Methane-killing UV lights ‘an opportunity for lighting industry’
A breakthrough in the battle against the greenhouse gas methane is being seen as a sustainable and commercial opportunity for the lighting industry.
For the first time, scientists have used UV light and and chlorine to lower the amount of methane in air.
The discovery – by the University of Copenhagen – is important because methane is the greenhouse gas contributing most to climate change after carbon dioxide.
It allows humanity to be be able to remove greenhouse gases from livestock housing, biogas production plants and wastewater treatment plants to help the climate.
Methane is an important greenhouse gas, responsible for around 30 per cent of the rise in global temperatures since the industrial revolution. It has a global warming potential (GWP) of 30 compared to CO2 (potential of 1) over a 100-year period, and 82.5 over a 20-year period. This means that, for example, a leak of one tonne of methane is equivalent to emitting 82.5 tonnes of carbon dioxide.
‘A large part of our methane emissions comes from millions of low-concentration point sources like cattle and pig barns,’ Matthew Stanley Johnson, the University of Copenhagen atmospheric chemistry professor who led the study, told Engineering + Technology magazine. ‘In practice, methane from these sources has been impossible to concentrate into higher levels or remove. But our new result proves that it is possible using the reaction chamber that we’ve have built.’

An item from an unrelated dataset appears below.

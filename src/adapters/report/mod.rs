//! Report sink adapters.

mod http_sink;

pub use http_sink::HttpReportSink;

The team says it will create a proof-of-concept trial installation in the form of a ‘methane cleaner’ that will be connected to the ventilation system in a cattle shed to test the feasibility of installing methane removal mechanisms in agricultural applications.
Researchers believe that the lighting industry – with its experience in UV disinfection systems – is best placed to produce the commercially-available products and systems to implement methane-reduction in buildings and other areas where the gas is produced.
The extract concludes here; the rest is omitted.